Stored items:
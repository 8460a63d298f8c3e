//! Channel configuration.

use std::time::Duration;

use serde::{Deserialize, Serialize};

/// Channel id the tracker listens on before pairing.
pub const BROADCAST_CHANNEL_ID: [u8; 4] = [0xFF, 0xFF, 0x01, 0x01];

/// Parameters sent to the dongle before a channel is opened.
#[derive(Debug, Clone, PartialEq, Eq, Serialize, Deserialize)]
#[serde(default)]
pub struct ChannelConfig {
    /// Channel number.
    pub channel: u8,
    /// Network number the key is loaded into.
    pub network: u8,
    /// Network key.
    pub network_key: [u8; 8],
    /// Channel period, as sent on the wire.
    pub period: [u8; 2],
    /// RF frequency offset.
    pub frequency: u8,
    /// Transmit power.
    pub transmit_power: u8,
    /// Search timeout.
    pub search_timeout: u8,
    /// Channel id used before the tracker switches to a private one.
    pub broadcast_id: [u8; 4],
}

impl Default for ChannelConfig {
    fn default() -> Self {
        ChannelConfig {
            channel: 0,
            network: 0,
            network_key: [0; 8],
            period: [0x00, 0x10],
            frequency: 0x20,
            transmit_power: 0x30,
            search_timeout: 0xFF,
            broadcast_id: BROADCAST_CHANNEL_ID,
        }
    }
}

/// Fixed sleeps the link session observes.
#[derive(Debug, Clone, Copy, PartialEq, Eq)]
pub struct LinkTiming {
    /// Pause between sending a reset and polling for its startup message.
    pub reset_settle: Duration,
}

impl Default for LinkTiming {
    fn default() -> Self {
        LinkTiming {
            reset_settle: Duration::from_secs(1),
        }
    }
}

impl LinkTiming {
    /// No sleeps at all; for scripted transports.
    pub fn immediate() -> Self {
        LinkTiming {
            reset_settle: Duration::ZERO,
        }
    }
}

(Activity)
Search the entries above for the string "Deserialize", and report each line where it occurs.

(Task response)
use serde::{Deserialize, Serialize};
#[derive(Debug, Clone, PartialEq, Eq, Serialize, Deserialize)]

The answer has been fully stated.